## Entries provided
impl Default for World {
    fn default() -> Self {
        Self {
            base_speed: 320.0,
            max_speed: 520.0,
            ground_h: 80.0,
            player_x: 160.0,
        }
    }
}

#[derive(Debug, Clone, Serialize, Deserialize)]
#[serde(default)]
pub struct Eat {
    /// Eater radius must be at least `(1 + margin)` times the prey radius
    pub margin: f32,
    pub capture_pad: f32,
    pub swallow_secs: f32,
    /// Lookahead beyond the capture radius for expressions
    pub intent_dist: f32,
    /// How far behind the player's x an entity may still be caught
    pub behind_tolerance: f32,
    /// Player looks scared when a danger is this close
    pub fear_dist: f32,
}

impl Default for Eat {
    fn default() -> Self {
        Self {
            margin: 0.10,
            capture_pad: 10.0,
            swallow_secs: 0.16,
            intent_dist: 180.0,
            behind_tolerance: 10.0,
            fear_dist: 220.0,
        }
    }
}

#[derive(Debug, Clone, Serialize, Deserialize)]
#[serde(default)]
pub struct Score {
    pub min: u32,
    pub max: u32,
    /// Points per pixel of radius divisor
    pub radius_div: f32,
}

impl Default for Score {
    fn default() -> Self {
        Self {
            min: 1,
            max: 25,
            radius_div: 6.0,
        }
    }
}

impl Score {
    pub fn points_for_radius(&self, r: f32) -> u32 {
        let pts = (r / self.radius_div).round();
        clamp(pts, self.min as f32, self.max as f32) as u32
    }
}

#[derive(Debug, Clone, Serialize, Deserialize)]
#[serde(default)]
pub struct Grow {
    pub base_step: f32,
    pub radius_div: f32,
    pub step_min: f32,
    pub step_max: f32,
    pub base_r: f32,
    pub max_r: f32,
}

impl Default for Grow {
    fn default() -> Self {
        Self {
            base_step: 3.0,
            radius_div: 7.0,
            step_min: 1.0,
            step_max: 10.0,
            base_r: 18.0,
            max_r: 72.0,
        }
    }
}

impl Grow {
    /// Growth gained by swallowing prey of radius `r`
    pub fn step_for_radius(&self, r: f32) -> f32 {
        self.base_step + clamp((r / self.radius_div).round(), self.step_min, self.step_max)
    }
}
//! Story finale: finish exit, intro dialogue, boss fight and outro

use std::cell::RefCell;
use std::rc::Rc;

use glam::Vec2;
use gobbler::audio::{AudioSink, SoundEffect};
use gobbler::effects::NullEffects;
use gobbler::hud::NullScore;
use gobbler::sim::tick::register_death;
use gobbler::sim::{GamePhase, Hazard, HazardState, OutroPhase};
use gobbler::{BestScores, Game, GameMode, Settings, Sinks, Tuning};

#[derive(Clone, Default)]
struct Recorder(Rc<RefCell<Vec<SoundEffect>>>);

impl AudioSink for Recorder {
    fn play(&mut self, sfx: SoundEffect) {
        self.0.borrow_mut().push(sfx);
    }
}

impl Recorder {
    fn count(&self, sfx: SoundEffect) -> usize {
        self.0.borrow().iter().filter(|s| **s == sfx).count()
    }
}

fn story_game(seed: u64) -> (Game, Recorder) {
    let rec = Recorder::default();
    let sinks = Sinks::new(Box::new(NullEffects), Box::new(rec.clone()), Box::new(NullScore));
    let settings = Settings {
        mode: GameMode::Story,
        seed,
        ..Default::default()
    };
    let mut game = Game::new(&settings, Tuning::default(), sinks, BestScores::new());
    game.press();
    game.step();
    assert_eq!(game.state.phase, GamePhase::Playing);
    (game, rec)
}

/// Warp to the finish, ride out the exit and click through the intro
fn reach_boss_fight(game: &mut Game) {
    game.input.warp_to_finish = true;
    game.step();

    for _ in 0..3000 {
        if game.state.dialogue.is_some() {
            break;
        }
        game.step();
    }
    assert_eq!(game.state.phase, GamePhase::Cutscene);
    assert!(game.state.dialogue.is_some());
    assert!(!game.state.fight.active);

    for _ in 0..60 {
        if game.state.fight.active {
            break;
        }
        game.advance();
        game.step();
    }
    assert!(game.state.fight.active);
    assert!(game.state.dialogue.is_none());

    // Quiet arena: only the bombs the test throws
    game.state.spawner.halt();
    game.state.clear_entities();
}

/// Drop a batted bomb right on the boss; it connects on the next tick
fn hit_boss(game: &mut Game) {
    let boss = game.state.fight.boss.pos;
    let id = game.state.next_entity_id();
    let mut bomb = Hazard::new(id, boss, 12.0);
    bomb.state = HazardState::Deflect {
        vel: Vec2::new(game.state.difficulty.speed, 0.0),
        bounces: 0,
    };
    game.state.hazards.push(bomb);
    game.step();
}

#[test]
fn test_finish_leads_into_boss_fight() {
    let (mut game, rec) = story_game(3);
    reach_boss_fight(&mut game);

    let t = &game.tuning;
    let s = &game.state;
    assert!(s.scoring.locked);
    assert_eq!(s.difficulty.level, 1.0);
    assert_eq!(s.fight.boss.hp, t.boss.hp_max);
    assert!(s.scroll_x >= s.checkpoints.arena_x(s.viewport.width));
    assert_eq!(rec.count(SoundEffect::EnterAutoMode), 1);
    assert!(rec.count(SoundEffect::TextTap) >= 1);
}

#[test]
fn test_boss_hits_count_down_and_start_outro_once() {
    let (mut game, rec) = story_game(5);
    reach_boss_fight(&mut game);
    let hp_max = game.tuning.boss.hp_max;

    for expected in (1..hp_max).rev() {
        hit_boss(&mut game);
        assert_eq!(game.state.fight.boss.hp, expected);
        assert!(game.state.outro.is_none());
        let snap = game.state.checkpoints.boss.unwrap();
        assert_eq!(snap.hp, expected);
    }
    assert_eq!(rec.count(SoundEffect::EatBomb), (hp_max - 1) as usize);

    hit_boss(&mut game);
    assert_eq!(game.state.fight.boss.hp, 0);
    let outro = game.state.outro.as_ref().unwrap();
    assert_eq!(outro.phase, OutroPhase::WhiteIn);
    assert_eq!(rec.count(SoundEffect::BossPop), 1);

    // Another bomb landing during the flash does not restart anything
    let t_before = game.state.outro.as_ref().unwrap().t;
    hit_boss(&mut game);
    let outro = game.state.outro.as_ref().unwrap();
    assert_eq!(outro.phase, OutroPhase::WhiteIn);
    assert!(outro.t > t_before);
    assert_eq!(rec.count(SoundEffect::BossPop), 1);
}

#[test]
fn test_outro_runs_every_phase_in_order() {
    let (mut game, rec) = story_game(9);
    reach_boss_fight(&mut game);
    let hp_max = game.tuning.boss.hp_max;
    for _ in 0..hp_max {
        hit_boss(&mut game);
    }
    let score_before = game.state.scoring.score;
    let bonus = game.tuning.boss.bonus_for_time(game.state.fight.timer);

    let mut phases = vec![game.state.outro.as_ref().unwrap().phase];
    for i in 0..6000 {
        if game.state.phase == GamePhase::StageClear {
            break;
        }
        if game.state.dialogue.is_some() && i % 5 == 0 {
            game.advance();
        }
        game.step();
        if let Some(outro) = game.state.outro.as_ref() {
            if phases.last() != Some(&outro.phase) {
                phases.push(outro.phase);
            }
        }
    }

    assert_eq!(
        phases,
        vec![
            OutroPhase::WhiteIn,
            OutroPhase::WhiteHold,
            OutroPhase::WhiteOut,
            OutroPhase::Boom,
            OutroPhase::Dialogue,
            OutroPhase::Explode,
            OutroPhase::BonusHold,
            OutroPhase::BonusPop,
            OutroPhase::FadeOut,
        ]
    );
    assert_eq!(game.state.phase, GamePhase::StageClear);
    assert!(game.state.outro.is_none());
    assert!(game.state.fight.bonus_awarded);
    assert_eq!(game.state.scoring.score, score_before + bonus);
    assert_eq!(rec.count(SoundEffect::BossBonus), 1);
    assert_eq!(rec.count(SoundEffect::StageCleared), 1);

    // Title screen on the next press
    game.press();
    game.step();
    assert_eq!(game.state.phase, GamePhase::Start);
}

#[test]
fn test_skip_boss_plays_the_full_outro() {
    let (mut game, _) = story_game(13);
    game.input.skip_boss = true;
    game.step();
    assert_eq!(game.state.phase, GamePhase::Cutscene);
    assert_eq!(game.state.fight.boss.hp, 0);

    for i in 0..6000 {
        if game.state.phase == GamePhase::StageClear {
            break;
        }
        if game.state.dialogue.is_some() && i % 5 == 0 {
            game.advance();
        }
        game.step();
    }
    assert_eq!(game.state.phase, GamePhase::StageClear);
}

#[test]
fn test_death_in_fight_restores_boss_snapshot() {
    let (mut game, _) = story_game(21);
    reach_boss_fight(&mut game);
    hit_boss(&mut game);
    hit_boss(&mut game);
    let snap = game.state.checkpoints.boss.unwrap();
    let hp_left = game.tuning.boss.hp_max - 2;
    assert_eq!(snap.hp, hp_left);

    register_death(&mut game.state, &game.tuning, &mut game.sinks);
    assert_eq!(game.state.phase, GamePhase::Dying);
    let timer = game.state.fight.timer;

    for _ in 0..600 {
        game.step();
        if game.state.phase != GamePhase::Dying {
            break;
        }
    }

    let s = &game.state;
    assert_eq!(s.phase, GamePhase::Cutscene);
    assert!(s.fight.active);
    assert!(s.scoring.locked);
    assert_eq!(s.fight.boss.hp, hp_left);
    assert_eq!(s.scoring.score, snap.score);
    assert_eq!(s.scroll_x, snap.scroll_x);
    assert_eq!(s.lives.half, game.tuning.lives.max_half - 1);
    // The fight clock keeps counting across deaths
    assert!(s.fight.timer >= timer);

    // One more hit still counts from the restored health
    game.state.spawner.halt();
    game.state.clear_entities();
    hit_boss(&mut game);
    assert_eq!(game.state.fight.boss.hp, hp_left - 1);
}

## The task
Word for word, restate the lines of the listing above starting at the line with "pub fn step_for_radius(&self, r: f32)" and ending at the line with "let mut bomb", and nothing outside them.

## Output for this task
    pub fn step_for_radius(&self, r: f32) -> f32 {
        self.base_step + clamp((r / self.radius_div).round(), self.step_min, self.step_max)
    }
}
//! Story finale: finish exit, intro dialogue, boss fight and outro

use std::cell::RefCell;
use std::rc::Rc;

use glam::Vec2;
use gobbler::audio::{AudioSink, SoundEffect};
use gobbler::effects::NullEffects;
use gobbler::hud::NullScore;
use gobbler::sim::tick::register_death;
use gobbler::sim::{GamePhase, Hazard, HazardState, OutroPhase};
use gobbler::{BestScores, Game, GameMode, Settings, Sinks, Tuning};

#[derive(Clone, Default)]
struct Recorder(Rc<RefCell<Vec<SoundEffect>>>);

impl AudioSink for Recorder {
    fn play(&mut self, sfx: SoundEffect) {
        self.0.borrow_mut().push(sfx);
    }
}

impl Recorder {
    fn count(&self, sfx: SoundEffect) -> usize {
        self.0.borrow().iter().filter(|s| **s == sfx).count()
    }
}

fn story_game(seed: u64) -> (Game, Recorder) {
    let rec = Recorder::default();
    let sinks = Sinks::new(Box::new(NullEffects), Box::new(rec.clone()), Box::new(NullScore));
    let settings = Settings {
        mode: GameMode::Story,
        seed,
        ..Default::default()
    };
    let mut game = Game::new(&settings, Tuning::default(), sinks, BestScores::new());
    game.press();
    game.step();
    assert_eq!(game.state.phase, GamePhase::Playing);
    (game, rec)
}

/// Warp to the finish, ride out the exit and click through the intro
fn reach_boss_fight(game: &mut Game) {
    game.input.warp_to_finish = true;
    game.step();

    for _ in 0..3000 {
        if game.state.dialogue.is_some() {
            break;
        }
        game.step();
    }
    assert_eq!(game.state.phase, GamePhase::Cutscene);
    assert!(game.state.dialogue.is_some());
    assert!(!game.state.fight.active);

    for _ in 0..60 {
        if game.state.fight.active {
            break;
        }
        game.advance();
        game.step();
    }
    assert!(game.state.fight.active);
    assert!(game.state.dialogue.is_none());

    // Quiet arena: only the bombs the test throws
    game.state.spawner.halt();
    game.state.clear_entities();
}

/// Drop a batted bomb right on the boss; it connects on the next tick
fn hit_boss(game: &mut Game) {
    let boss = game.state.fight.boss.pos;
    let id = game.state.next_entity_id();
    let mut bomb = Hazard::new(id, boss, 12.0);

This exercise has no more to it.